5. Striking a Blow Against Big Pharma Greed 

Big Pharma’s not used to losing either. Pfizer alone has 76 lobbyists working to protect the industry’s enormous profits by keeping drug costs high. But the pharma lobby suffered a rare setback in 2022 when Congress included measures in the Inflation Reduction Act that require the makers of 10 high-priced drugs to either negotiate the pricing of those drugs with Medicare or face a new excise tax. The law also requires drug companies to pay rebates to Medicare if they hike prices faster than inflation for drugs used by Medicare beneficiaries.

Bitter about this rare loss on Capitol Hill, Pfizer CEO Albert Bourla labeled the law’s provisions “to single out” his industry as just plain “wrong.” The pharma exec no doubt has a hard time relating to people who’ve had to choose between paying for medicine or putting food on their family’s table. Bourla’s 2021 pay soared above $24 million.

6. Raising Wage Floors 

With Republicans blocking a raise in the federal minimum wage for more than a decade now, advocates are fighting this battle through state and local legislation and direct democracy.

In the November election, voters in two states approved ballot initiatives to increase their wage floors – including in deep-red Nebraska, where they greenlighted a $15 minimum.

The federal minimum wage for restaurant servers and other tipped workers has been frozen even longer, stuck at just $2.13 per hour since 1991. But outside the Washington beltway, that’s changing too.

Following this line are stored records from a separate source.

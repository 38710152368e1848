//! Owns the WebSocket connection to a coordinator: connect, keepalive
//! ping/pong, exponential-backoff reconnect, and re-registration on
//! reconnect (`spec.md` §4.2).
//!
//! Grounded on the connect/split/read-write-task shape used by signaling
//! servers in the retrieved corpus and the seed-node retry/backoff
//! pattern in this workspace's DHT bootstrap code, adapted to the
//! client side of a single persistent connection rather than a fan-out
//! to many peers.

use futures_util::{SinkExt, StreamExt};
use tokio::sync::{mpsc, watch};
use tokio_tungstenite::tungstenite::Message as WsMessage;
use tracing::{debug, info, warn};

use crate::messages::{ClientMessage, ServerMessage};
use crate::{ConnectionState, SignalingError, KEEPALIVE_INTERVAL, KEEPALIVE_MISSED_INTERVALS};

/// A handle to a running signaling client. Cloning shares the same
/// underlying connection; dropping every handle and the event receiver
/// shuts the connection down.
#[derive(Clone)]
pub struct SignalingHandle {
    outbound: mpsc::UnboundedSender<ClientMessage>,
    state_rx: watch::Receiver<ConnectionState>,
}

impl SignalingHandle {
    /// Queue a message for sending. Messages sent while disconnected are
    /// buffered and flushed once the connection is re-established,
    /// except `register`/`register_rendezvous`, which the client
    /// re-issues itself from cached state on every reconnect (`spec.md`
    /// §4.2 "Reconnection").
    pub fn send(&self, message: ClientMessage) -> crate::Result<()> {
        self.outbound.send(message).map_err(|_| SignalingError::Closed)
    }

    pub fn state(&self) -> ConnectionState {
        *self.state_rx.borrow()
    }

    pub fn state_rx(&self) -> watch::Receiver<ConnectionState> {
        self.state_rx.clone()
    }
}

/// Cached registration state, replayed after every reconnect (`spec.md`
/// §4.2: "on reconnect, re-register and re-announce rendezvous state").
#[derive(Clone, Debug, Default)]
struct ReplayState {
    register: Option<ClientMessage>,
    register_rendezvous: Option<ClientMessage>,
}

impl ReplayState {
    fn observe(&mut self, message: &ClientMessage) {
        match message {
            ClientMessage::Register { .. } => self.register = Some(message.clone()),
            ClientMessage::RegisterRendezvous { .. } => self.register_rendezvous = Some(message.clone()),
            _ => {}
        }
    }

    fn replay(&self) -> Vec<ClientMessage> {
        [self.register.clone(), self.register_rendezvous.clone()].into_iter().flatten().collect()
    }
}

/// Connect to `url` and spawn the background task that owns the socket.
/// Returns a handle for sending outbound messages and watching
/// connection state, plus a channel of parsed inbound [`ServerMessage`]s.
pub fn connect(url: impl Into<String>) -> (SignalingHandle, mpsc::UnboundedReceiver<ServerMessage>) {
    let url = url.into();
    let (outbound_tx, outbound_rx) = mpsc::unbounded_channel();
    let (inbound_tx, inbound_rx) = mpsc::unbounded_channel();
    let (state_tx, state_rx) = watch::channel(ConnectionState::Disconnected);

    tokio::spawn(run(url, outbound_rx, outbound_tx.clone(), inbound_tx, state_tx));

    (SignalingHandle { outbound: outbound_tx, state_rx }, inbound_rx)
}

async fn run(
    url: String,
    mut outbound_rx: mpsc::UnboundedReceiver<ClientMessage>,
    outbound_tx: mpsc::UnboundedSender<ClientMessage>,
    inbound_tx: mpsc::UnboundedSender<ServerMessage>,
    state_tx: watch::Sender<ConnectionState>,
) {
    let mut replay = ReplayState::default();
    let mut attempt: u32 = 0;

    loop {
        let _ = state_tx.send(ConnectionState::Connecting);
        match tokio_tungstenite::connect_async(&url).await {
            Ok((stream, _response)) => {
                info!(%url, "signaling connected");
                attempt = 0;
                let _ = state_tx.send(ConnectionState::Connected);

                for message in replay.replay() {
                    let _ = outbound_tx.send(message);
                }

                let reason = drive_connection(stream, &mut outbound_rx, &outbound_tx, &inbound_tx, &mut replay).await;
                warn!(%url, ?reason, "signaling connection ended");
            }
            Err(e) => {
                warn!(%url, error = %e, "signaling connect failed");
            }
        }

        let _ = state_tx.send(ConnectionState::Failed);
        if outbound_rx.is_closed() && inbound_tx.is_closed() {
            debug!("signaling client handles dropped, stopping reconnect loop");
            return;
        }

        let delay = crate::backoff_delay(attempt);
        attempt = attempt.saturating_add(1);
        tokio::time::sleep(delay).await;
    }
}

enum DisconnectReason {
    PeerClosed,
    KeepaliveTimeout,
    OversizeFrame,
    HandleDropped,
    Io(String),
}

impl std::fmt::Debug for DisconnectReason {
    fn fmt(&self, f: &mut std::fmt::Formatter<'_>) -> std::fmt::Result {
        match self {
            Self::PeerClosed => write!(f, "peer closed"),
            Self::KeepaliveTimeout => write!(f, "keepalive timeout"),
            Self::OversizeFrame => write!(f, "oversize frame"),
            Self::HandleDropped => write!(f, "handle dropped"),
            Self::Io(e) => write!(f, "io error: {e}"),
        }
    }
}

async fn drive_connection(
    stream: tokio_tungstenite::WebSocketStream<tokio_tungstenite::MaybeTlsStream<tokio::net::TcpStream>>,
    outbound_rx: &mut mpsc::UnboundedReceiver<ClientMessage>,
    outbound_tx: &mpsc::UnboundedSender<ClientMessage>,
    inbound_tx: &mpsc::UnboundedSender<ServerMessage>,
    replay: &mut ReplayState,
) -> DisconnectReason {
    let (mut write, mut read) = stream.split();
    let mut missed_intervals: u32 = 0;
    let mut keepalive = tokio::time::interval(KEEPALIVE_INTERVAL);
    keepalive.tick().await;

    loop {
        tokio::select! {
            outbound = outbound_rx.recv() => {
                match outbound {
                    Some(message) => {
                        replay.observe(&message);
                        let frame = match message.to_frame() {
                            Ok(f) => f,
                            Err(SignalingError::FrameTooLarge { .. }) => {
                                warn!("dropping outbound frame exceeding size ceiling");
                                continue;
                            }
                            Err(e) => {
                                warn!(error = %e, "failed to serialize outbound message");
                                continue;
                            }
                        };
                        if write.send(WsMessage::Text(frame)).await.is_err() {
                            return DisconnectReason::Io("write failed".to_string());
                        }
                    }
                    None => return DisconnectReason::HandleDropped,
                }
            }

            _ = keepalive.tick() => {
                missed_intervals += 1;
                if missed_intervals >= KEEPALIVE_MISSED_INTERVALS {
                    return DisconnectReason::KeepaliveTimeout;
                }
                let ping = ClientMessage::Ping;
                if let Ok(frame) = ping.to_frame() {
                    if write.send(WsMessage::Text(frame)).await.is_err() {
                        return DisconnectReason::Io("ping write failed".to_string());
                    }
                }
            }

            incoming = read.next() => {
                match incoming {
                    Some(Ok(WsMessage::Text(text))) => {
                        missed_intervals = 0;
                        if text.len() > crate::MAX_FRAME_SIZE {
                            return DisconnectReason::OversizeFrame;
                        }
                        match ServerMessage::from_frame(&text) {
                            Ok(parsed) => {
                                if inbound_tx.send(parsed).is_err() {
                                    return DisconnectReason::HandleDropped;
                                }
                            }
                            Err(e) => {
                                debug!(error = %e, "discarding malformed signaling message");
                            }
                        }
                    }
                    Some(Ok(WsMessage::Ping(_))) | Some(Ok(WsMessage::Pong(_))) => {
                        missed_intervals = 0;
                    }
                    Some(Ok(WsMessage::Close(_))) | None => {
                        return DisconnectReason::PeerClosed;
                    }
                    Some(Ok(_)) => {}
                    Some(Err(e)) => return DisconnectReason::Io(e.to_string()),
                }
            }
        }
    }
}

#[cfg(test)]
mod tests {
    use super::*;

    #[test]
    fn replay_state_keeps_latest_register_and_rendezvous() {
        let mut replay = ReplayState::default();
        assert!(replay.replay().is_empty());

        replay.observe(&ClientMessage::Register {
            pairing_code: "AB23CD".to_string(),
            public_key: crate::messages::WireKey::encode(&[1u8; 32]),
            capacity: None,
        });
        assert_eq!(replay.replay().len(), 1);

        replay.observe(&ClientMessage::RegisterRendezvous {
            daily: vec!["p1".to_string()],
            hourly: vec!["h1".to_string()],
            dead_drop: None,
        });
        assert_eq!(replay.replay().len(), 2);

        replay.observe(&ClientMessage::Ping);
        assert_eq!(replay.replay().len(), 2, "non-registration messages are not cached");
    }

    #[test]
    fn replay_state_overwrites_on_re_register() {
        let mut replay = ReplayState::default();
        replay.observe(&ClientMessage::Register {
            pairing_code: "AAAAAA".to_string(),
            public_key: crate::messages::WireKey::encode(&[1u8; 32]),
            capacity: None,
        });
        replay.observe(&ClientMessage::Register {
            pairing_code: "BBBBBB".to_string(),
            public_key: crate::messages::WireKey::encode(&[2u8; 32]),
            capacity: None,
        });
        let replayed = replay.replay();
        assert_eq!(replayed.len(), 1);
        match &replayed[0] {
            ClientMessage::Register { pairing_code, .. } => assert_eq!(pairing_code, "BBBBBB"),
            _ => panic!("expected register"),
        }
    }
}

Mid-term voters in the District of Columbia overwhelmingly approved a ballot measure to phase out the city’s subminimum wage for tipped workers. Eight states have approved similar  proposals, although a Michigan measure is tied up in the courts.

Andy Shallal, the owner of nine Busboys and Poets restaurants, applauded the outcome of the DC ballot initiative, saying it “will bring us one step closer to being a more equitable society.”

7. Righting a Historic Wrong for Domestic Workers 

Through a shameful holdover from slavery, labor laws in most of the United States explicitly exclude domestic workers. These workers, not coincidentally, are almost all women and mostly women of color. Finally, they are winning some long-overdue rights.

In early December, the D.C. Council voted unanimously to adopt a Domestic Workers Bill of Rights that extends crucial protections – like pay and leave rights and health and safety protections – to the capital city’s nearly 10,000 domestic workers. Final approval is expected on December 20.

That approval will leave three cities – D.C., Seattle, and Philadelphia – and 10 states with such protections on the books. And in a sign of progress at the federal level, Congress this year held the first hearing on a national Domestic Workers Bill of Rights.

National Domestic Workers Alliance survey has revealed that workers in states with Bill of Rights protections have better working conditions than those in other states.

“The more places that are advancing these policies,” advocate Erica Sklar told Inequality.org’s Bella DeVaan, “the more other states can look to them as a model, to know that these protections are achievable and powerful for workers, employers, and allies.”

Sarah Anderson directs the Global Economy Project and co-edits Inequality.org at the Institute for Policy Studies.